(Collected data)
=-=-=-=-=

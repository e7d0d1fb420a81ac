//! The low-level searches the [`RegionDatabase`](crate::RegionDatabase) relies on.

use crate::{
    grid::{a_star_search, GridMap},
    neighbors::Neighborhood,
    path::Path,
    Cost, StateId,
};

/// Optimal-path and reachability primitives between two States of the Grid.
///
/// Implementations are expected to be pure: calling them has no effect on anything the
/// database can observe.
pub trait PathOracle {
    /// Finds the optimal Path from `from` to `to`, or `None` if `to` is unreachable.
    ///
    /// The Path contains both endpoints.
    fn find_optimal_path(&self, from: StateId, to: StateId) -> Option<Path<StateId>>;

    /// Checks if greedily moving towards `to` reaches it from `from`.
    fn is_hill_climb_reachable(&self, from: StateId, to: StateId) -> bool;

    /// An admissible estimate of the Cost between two States.
    fn heuristic(&self, from: StateId, to: StateId) -> Cost;
}

/// A [`PathOracle`] searching a [`GridMap`] with the moves of a [`Neighborhood`].
#[derive(Clone, Copy, Debug)]
pub struct GridOracle<'a, N: Neighborhood> {
    grid: &'a GridMap,
    neighborhood: N,
}

impl<'a, N: Neighborhood> GridOracle<'a, N> {
    /// Creates a new GridOracle on the current state of `grid`
    pub fn new(grid: &'a GridMap, neighborhood: N) -> Self {
        GridOracle { grid, neighborhood }
    }

    /// Follows the hill climbing walk from `from` towards `to`.
    ///
    /// Every step moves to the first neighbor with the lowest Heuristic towards `to`. The walk
    /// fails as soon as that Heuristic is not strictly lower than the current one. On success,
    /// the returned list contains both endpoints.
    ///
    /// ## Examples
    /// ```
    /// # use region_pathfinding::prelude::*;
    /// let grid = GridMap::from_ascii(
    ///     "\
    ///     ....\n\
    ///     .@@.\n\
    ///     ....",
    /// );
    /// let oracle = GridOracle::new(&grid, MooreNeighborhood::new(4, 3));
    ///
    /// let walk = oracle.hill_climb(grid.state_at((0, 0)), grid.state_at((3, 0)));
    /// assert_eq!(walk.map(|walk| walk.len()), Some(4));
    ///
    /// // straight down is blocked by the wall
    /// assert!(oracle.hill_climb(grid.state_at((1, 0)), grid.state_at((1, 2))).is_none());
    /// ```
    pub fn hill_climb(&self, from: StateId, to: StateId) -> Option<Vec<StateId>> {
        if !self.grid.is_open(from) || !self.grid.is_open(to) {
            return None;
        }
        let goal = self.grid.point_of(to);
        let heuristic =
            |state: StateId| self.neighborhood.heuristic(self.grid.point_of(state), goal);

        let mut walk = vec![from];
        let mut current = from;
        let mut current_h = heuristic(current);

        let mut buffer = vec![];
        let mut moves = vec![];
        while current != to {
            moves.clear();
            self.grid
                .valid_moves(&self.neighborhood, current, &mut buffer, &mut moves);

            let mut best: Option<(StateId, Cost)> = None;
            for &(next, _) in moves.iter() {
                let h = heuristic(next);
                if best.map(|(_, best_h)| h < best_h).unwrap_or(true) {
                    best = Some((next, h));
                }
            }
            match best {
                Some((next, h)) if h < current_h => {
                    walk.push(next);
                    current = next;
                    current_h = h;
                }
                _ => return None,
            }
        }
        Some(walk)
    }
}

impl<N: Neighborhood> PathOracle for GridOracle<'_, N> {
    fn find_optimal_path(&self, from: StateId, to: StateId) -> Option<Path<StateId>> {
        a_star_search(self.grid, &self.neighborhood, from, to)
    }

    fn is_hill_climb_reachable(&self, from: StateId, to: StateId) -> bool {
        self.hill_climb(from, to).is_some()
    }

    fn heuristic(&self, from: StateId, to: StateId) -> Cost {
        self.neighborhood
            .heuristic(self.grid.point_of(from), self.grid.point_of(to))
    }
}
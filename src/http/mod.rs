//! HTTP protocol layer module
//!
//! Query-string parsing and response builders shared by the WebAPI handlers.

pub mod query;
pub mod response;

// Re-export commonly used types
pub use query::Query;
pub use response::{build_400_response, build_404_response, build_405_response, build_json_response};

=-=-=-=-=

| YOUR OBJECTIVE |
Please transcribe the records exactly from their first line through the line holding "Every step moves", and leave out all others.

| REPLY |
repository e7d0d1fb420a81ac
//! The low-level searches the [`RegionDatabase`](crate::RegionDatabase) relies on.

use crate::{
    grid::{a_star_search, GridMap},
    neighbors::Neighborhood,
    path::Path,
    Cost, StateId,
};

/// Optimal-path and reachability primitives between two States of the Grid.
///
/// Implementations are expected to be pure: calling them has no effect on anything the
/// database can observe.
pub trait PathOracle {
    /// Finds the optimal Path from `from` to `to`, or `None` if `to` is unreachable.
    ///
    /// The Path contains both endpoints.
    fn find_optimal_path(&self, from: StateId, to: StateId) -> Option<Path<StateId>>;

    /// Checks if greedily moving towards `to` reaches it from `from`.
    fn is_hill_climb_reachable(&self, from: StateId, to: StateId) -> bool;

    /// An admissible estimate of the Cost between two States.
    fn heuristic(&self, from: StateId, to: StateId) -> Cost;
}

/// A [`PathOracle`] searching a [`GridMap`] with the moves of a [`Neighborhood`].
#[derive(Clone, Copy, Debug)]
pub struct GridOracle<'a, N: Neighborhood> {
    grid: &'a GridMap,
    neighborhood: N,
}

impl<'a, N: Neighborhood> GridOracle<'a, N> {
    /// Creates a new GridOracle on the current state of `grid`
    pub fn new(grid: &'a GridMap, neighborhood: N) -> Self {
        GridOracle { grid, neighborhood }
    }

    /// Follows the hill climbing walk from `from` towards `to`.
    ///
    /// Every step moves to the first neighbor with the lowest Heuristic towards `to`. The walk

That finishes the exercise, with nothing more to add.